Open liwu96 opened 7 months ago
我看了下代码,process.py指定--asr参数为wav2vec会调用python nerf/asr.py这个,这个路径已经没了,是否应该修改为nerf_triplane/asr.py呢?extract_audio_features这里我不加--asr参数会遇到上面的报错,希望得到您的回复 def extract_audio_features(path, mode='wav2vec'):
print(f'[INFO] ===== extract audio labels for {path} =====')
if mode == 'wav2vec':
cmd = f'python nerf/asr.py --wav {path} --save_feats'
else: # deepspeech
cmd = f'python data_utils/deepspeech_features/extract_ds_features.py --input {path}'
os.system(cmd)
print(f'[INFO] ===== extracted audio labels =====')
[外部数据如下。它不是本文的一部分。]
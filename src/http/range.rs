//! HTTP Range request parsing module
//!
//! Single `bytes` range support (RFC 9110 section 14). Multi-range and unknown
//! units are ignored and the full body is served.

/// Inclusive byte span inside a body of known length
#[derive(Debug, Clone, Copy, PartialEq, Eq)]
pub struct ByteRange {
    pub start: usize,
    pub end: usize,
}

impl ByteRange {
    pub const fn len(self) -> usize {
        self.end - self.start + 1
    }

    pub fn content_range(self, total: usize) -> String {
        format!("bytes {}-{}/{total}", self.start, self.end)
    }
}

/// Outcome of evaluating a `Range` header against a body
#[derive(Debug, PartialEq, Eq)]
pub enum RangeOutcome {
    /// Serve the whole body with 200
    Full,
    /// Serve this span with 206
    Partial(ByteRange),
    /// Respond 416
    Unsatisfiable,
}

/// Evaluate a `Range` header for a body of `size` bytes
///
/// # Examples
/// ```
/// use edge_router::http::range::{evaluate, ByteRange, RangeOutcome};
///
/// assert_eq!(
///     evaluate(Some("bytes=0-9"), 100),
///     RangeOutcome::Partial(ByteRange { start: 0, end: 9 })
/// );
/// assert_eq!(evaluate(None, 100), RangeOutcome::Full);
/// ```
pub fn evaluate(header: Option<&str>, size: usize) -> RangeOutcome {
    let Some(spec) = header.and_then(|h| h.trim().strip_prefix("bytes=")) else {
        return RangeOutcome::Full;
    };
    if spec.contains(',') {
        return RangeOutcome::Full;
    }
    let Some((first, last)) = spec.split_once('-') else {
        return RangeOutcome::Full;
    };
    let (first, last) = (first.trim(), last.trim());

    if first.is_empty() {
        // Suffix form: the final `last` bytes
        return match last.parse::<usize>() {
            Ok(0) => RangeOutcome::Unsatisfiable,
            Ok(_) if size == 0 => RangeOutcome::Unsatisfiable,
            Ok(suffix) => RangeOutcome::Partial(ByteRange {
                start: size.saturating_sub(suffix),
                end: size - 1,
            }),
            Err(_) => RangeOutcome::Full,
        };
    }

    let Ok(start) = first.parse::<usize>() else {
        return RangeOutcome::Full;
    };
    if start >= size {
        return RangeOutcome::Unsatisfiable;
    }
    let end = if last.is_empty() {
        size - 1
    } else {
        match last.parse::<usize>() {
            // Malformed: ignored, full content served
            Ok(end) if end < start => return RangeOutcome::Full,
            Ok(end) => end.min(size - 1),
            Err(_) => return RangeOutcome::Full,
        }
    };
    RangeOutcome::Partial(ByteRange { start, end })
}

#[cfg(test)]
mod tests {
    use super::*;

    #[test]
    fn test_closed_and_open_ranges() {
        assert_eq!(
            evaluate(Some("bytes=0-9"), 100),
            RangeOutcome::Partial(ByteRange { start: 0, end: 9 })
        );
        let RangeOutcome::Partial(open) = evaluate(Some("bytes=50-"), 100) else {
            panic!("expected partial");
        };
        assert_eq!((open.start, open.end, open.len()), (50, 99, 50));
        assert_eq!(open.content_range(100), "bytes 50-99/100");
    }

    #[test]
    fn test_end_is_clamped() {
        assert_eq!(
            evaluate(Some("bytes=90-500"), 100),
            RangeOutcome::Partial(ByteRange { start: 90, end: 99 })
        );
    }

    #[test]
    fn test_suffix_range() {
        assert_eq!(
            evaluate(Some("bytes=-20"), 100),
            RangeOutcome::Partial(ByteRange { start: 80, end: 99 })
        );
        assert_eq!(
            evaluate(Some("bytes=-500"), 100),
            RangeOutcome::Partial(ByteRange { start: 0, end: 99 })
        );
        assert_eq!(evaluate(Some("bytes=-0"), 100), RangeOutcome::Unsatisfiable);
    }

    #[test]
    fn test_unsatisfiable() {
        assert_eq!(evaluate(Some("bytes=200-"), 100), RangeOutcome::Unsatisfiable);
        assert_eq!(evaluate(Some("bytes=0-"), 0), RangeOutcome::Unsatisfiable);
    }

    #[test]
    fn test_ignored_forms() {
        assert_eq!(evaluate(Some("bytes=a-b"), 100), RangeOutcome::Full);
        assert_eq!(evaluate(Some("bytes=0-9,20-29"), 100), RangeOutcome::Full);
        assert_eq!(evaluate(Some("items=0-9"), 100), RangeOutcome::Full);
        assert_eq!(evaluate(Some("bytes=20-10"), 100), RangeOutcome::Full);
    }
}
def extract_audio_features(path, mode='wav2vec'):
print(f'[INFO] ===== extract audio labels for {path} =====')
if mode == 'wav2vec':
# cmd = f'python nerf/asr.py --wav {path} --save_feats'
cmd = f'python data_utils/wav2vec.py --wav {path} --save_feats'
else: # deepspeech
cmd = f'python data_utils/deepspeech_features/extract_ds_features.py --input {path}'
os.system(cmd)
print(f'[INFO] ===== extracted audio labels =====')
请教下 我在执行python data_utils/process.py data//.mp4方法时遇到报错
Traceback (most recent call last):
File "/home/work/ER-NeRF/data_utils/deepspeech_features/extract_ds_features.py", line 131, in
main()
File "/home/work/ER-NeRF/data_utils/deepspeech_features/extract_ds_features.py", line 107, in main
extract_features(
File "/home/work/ER-NeRF/data_utils/deepspeech_features/extract_ds_features.py", line 80, in extract_features
conv_audios_to_deepspeech(
File "/home/work/ER-NeRF/data_utils/deepspeech_features/deepspeech_features.py", line 53, in conv_audios_to_deepspeech
ds_features = pure_conv_audio_to_deepspeech(
File "/home/work/ER-NeRF/data_utils/deepspeech_features/deepspeech_features.py", line 149, in pure_conv_audio_to_deepspeech
input_vector = conv_audio_to_deepspeech_input_vector(
File "/home/work/ER-NeRF/data_utils/deepspeech_features/deepspeech_features.py", line 220, in conv_audio_to_deepspeech_input_vector
features = np.concatenate((empty_context, features, empty_context))
File "<__array_function__ internals>", line 180, in concatenate
ValueError: all the input array dimensions for the concatenation axis must match exactly, but along dimension 1, the array at index 0 has size 26 and the array at index 1 has size 23
这个报错是因为视频中的音频存在问题吗?我的素材来自新闻联播中,我尝试过将视频中的音频通过ffmpeg转为16000采样率,但是没有作用。